**Stored items from a collection**
- - - - -
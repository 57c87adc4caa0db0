//! Resource schema definitions

pub mod common;
pub mod eks_cluster_type;
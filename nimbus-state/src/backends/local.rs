//! Local file backend for state storage
//!
//! This backend stores state in a local JSON file (default: nimbus.state.json).

use async_trait::async_trait;
use std::path::PathBuf;

use crate::backend::{BackendError, BackendResult, StateBackend};
use crate::state::StateFile;

/// Local file backend
pub struct LocalBackend {
    state_path: PathBuf,
}

impl LocalBackend {
    /// Default state file name
    pub const DEFAULT_STATE_FILE: &'static str = "nimbus.state.json";

    /// Create a new LocalBackend with a specific state file path
    pub fn with_path(state_path: PathBuf) -> Self {
        Self { state_path }
    }

    async fn load(&self) -> BackendResult<Option<StateFile>> {
        let content = match tokio::fs::read_to_string(&self.state_path).await {
            Ok(content) => content,
            Err(e) if e.kind() == std::io::ErrorKind::NotFound => return Ok(None),
            Err(e) => {
                return Err(BackendError::Io(format!("Failed to read state file: {}", e)));
            }
        };

        let state: StateFile = serde_json::from_str(&content).map_err(|e| {
            BackendError::InvalidState(format!("Failed to parse state file: {}", e))
        })?;

        Ok(Some(state))
    }
}

#[async_trait]
impl StateBackend for LocalBackend {
    async fn read_state(&self) -> BackendResult<Option<StateFile>> {
        self.load().await
    }

    async fn write_state(&self, state: &StateFile) -> BackendResult<()> {
        if let Some(existing) = self.load().await?
            && existing.lineage != state.lineage
        {
            return Err(BackendError::LineageMismatch {
                expected: existing.lineage,
                actual: state.lineage.clone(),
            });
        }

        let content = serde_json::to_string_pretty(state).map_err(|e| {
            BackendError::Serialization(format!("Failed to serialize state: {}", e))
        })?;

        tokio::fs::write(&self.state_path, content)
            .await
            .map_err(|e| BackendError::Io(format!("Failed to write state file: {}", e)))?;

        Ok(())
    }
}

#[cfg(test)]
mod tests {
    use super::*;
    use crate::state::ResourceState;
    use tempfile::tempdir;

    #[tokio::test]
    async fn test_local_backend_read_write() {
        let dir = tempdir().unwrap();
        let backend = LocalBackend::with_path(dir.path().join("test.state.json"));

        // Initially no state
        assert!(backend.read_state().await.unwrap().is_none());

        let mut state_file = StateFile::new();
        state_file.upsert_resource(ResourceState::new(
            "eks_cluster_type",
            "main",
            "nirmata",
            "ct-1",
        ));
        state_file.increment_serial();
        backend.write_state(&state_file).await.unwrap();

        let read_state = backend.read_state().await.unwrap().unwrap();
        assert_eq!(read_state.serial, 1);
        assert_eq!(read_state.identifier("eks_cluster_type", "main"), Some("ct-1"));
    }

    #[tokio::test]
    async fn test_local_backend_rejects_foreign_lineage() {
        let dir = tempdir().unwrap();
        let backend = LocalBackend::with_path(dir.path().join("test.state.json"));

        backend.write_state(&StateFile::new()).await.unwrap();

        let result = backend.write_state(&StateFile::new()).await;
        assert!(matches!(result, Err(BackendError::LineageMismatch { .. })));
    }

    #[tokio::test]
    async fn test_local_backend_invalid_file() {
        let dir = tempdir().unwrap();
        let path = dir.path().join("test.state.json");
        std::fs::write(&path, "not json").unwrap();

        let backend = LocalBackend::with_path(path);
        let result = backend.read_state().await;
        assert!(matches!(result, Err(BackendError::InvalidState(_))));
    }
}
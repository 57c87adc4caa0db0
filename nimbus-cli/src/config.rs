//! Loading resource configuration files
//!
//! A configuration file is a JSON document:
//!
//! ```json
//! {
//!   "resources": [
//!     { "type": "eks_cluster_type", "name": "main", "attributes": { "name": "c1" } }
//!   ]
//! }
//! ```

use std::collections::HashSet;
use std::fs;
use std::path::Path;

use serde::Deserialize;

use nimbus_core::resource::{Resource, Value};

#[derive(Debug, Deserialize)]
#[serde(deny_unknown_fields)]
struct ConfigFile {
    resources: Vec<ResourceBlock>,
}

#[derive(Debug, Deserialize)]
#[serde(deny_unknown_fields)]
struct ResourceBlock {
    #[serde(rename = "type")]
    resource_type: String,
    name: String,
    #[serde(default)]
    attributes: serde_json::Map<String, serde_json::Value>,
}

/// Read and parse a configuration file
pub fn load_resources(path: &Path) -> Result<Vec<Resource>, String> {
    let content = fs::read_to_string(path)
        .map_err(|e| format!("Failed to read {}: {}", path.display(), e))?;
    parse_resources(&content).map_err(|e| format!("{}: {}", path.display(), e))
}

/// Parse configuration content into resources, in declaration order
pub fn parse_resources(content: &str) -> Result<Vec<Resource>, String> {
    let file: ConfigFile =
        serde_json::from_str(content).map_err(|e| format!("Parse error: {}", e))?;

    let mut seen = HashSet::new();
    let mut resources = Vec::with_capacity(file.resources.len());

    for block in file.resources {
        if !seen.insert((block.resource_type.clone(), block.name.clone())) {
            return Err(format!(
                "Duplicate resource {}.{}",
                block.resource_type, block.name
            ));
        }

        let mut resource = Resource::new(block.resource_type, block.name);
        for (key, value) in &block.attributes {
            // null means "unset"
            if let Some(value) = Value::from_json(value) {
                resource.attributes.insert(key.clone(), value);
            }
        }
        resources.push(resource);
    }

    Ok(resources)
}
//! Error types for the clusters API and the cluster-type binding

use nimbus_core::provider::ProviderError;
use thiserror::Error;

/// Errors surfaced by a `ClustersApi` implementation
#[derive(Debug, Error)]
pub enum ApiError {
    /// The request could not be sent or its body could not be read
    #[error("request failed: {0}")]
    Request(#[from] reqwest::Error),

    /// The backend answered with a non-success status
    #[error("HTTP {status}: {body}")]
    Status { status: u16, body: String },

    /// A name lookup matched no object
    #[error("{model} '{name}' not found")]
    NotFound { model: String, name: String },

    /// The configured base URL cannot address an API path
    #[error("invalid URL '{0}'")]
    InvalidUrl(String),

    /// The response body did not have the expected shape
    #[error("invalid response: {0}")]
    Decode(String),
}

/// Errors raised while creating or deleting a cluster type
#[derive(Debug, Error)]
pub enum ClusterTypeError {
    /// The named cloud credentials could not be resolved; nothing was submitted
    #[error("failed to resolve credentials '{name}': {source}")]
    Lookup {
        name: String,
        #[source]
        source: ApiError,
    },

    /// The transaction was rejected or never reached the backend
    #[error("failed to create cluster type: {0}")]
    Submission(#[source] ApiError),

    /// The transaction went through but the created object could not be found
    /// in its result. The backend may hold an object this resource does not track.
    #[error("transaction result has no created {model}: {reason}")]
    Extraction { model: String, reason: String },

    /// Attribute values could not be read into a cluster type configuration
    #[error("invalid configuration: {0}")]
    InvalidConfig(String),

    /// Deleting the backend object failed
    #[error("failed to delete {model} {id}: {source}")]
    Delete {
        model: String,
        id: String,
        #[source]
        source: ApiError,
    },
}

impl From<ClusterTypeError> for ProviderError {
    fn from(err: ClusterTypeError) -> Self {
        ProviderError::new(err.to_string()).with_cause(err)
    }
}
- - - - -
**Work to be completed**
Show every line from the entries above in which the word "format" appears.

**Response area**
                return Err(BackendError::Io(format!("Failed to read state file: {}", e)));
            BackendError::InvalidState(format!("Failed to parse state file: {}", e))
            BackendError::Serialization(format!("Failed to serialize state: {}", e))
            .map_err(|e| BackendError::Io(format!("Failed to write state file: {}", e)))?;
        .map_err(|e| format!("Failed to read {}: {}", path.display(), e))?;
    parse_resources(&content).map_err(|e| format!("{}: {}", path.display(), e))
        serde_json::from_str(content).map_err(|e| format!("Parse error: {}", e))?;
            return Err(format!(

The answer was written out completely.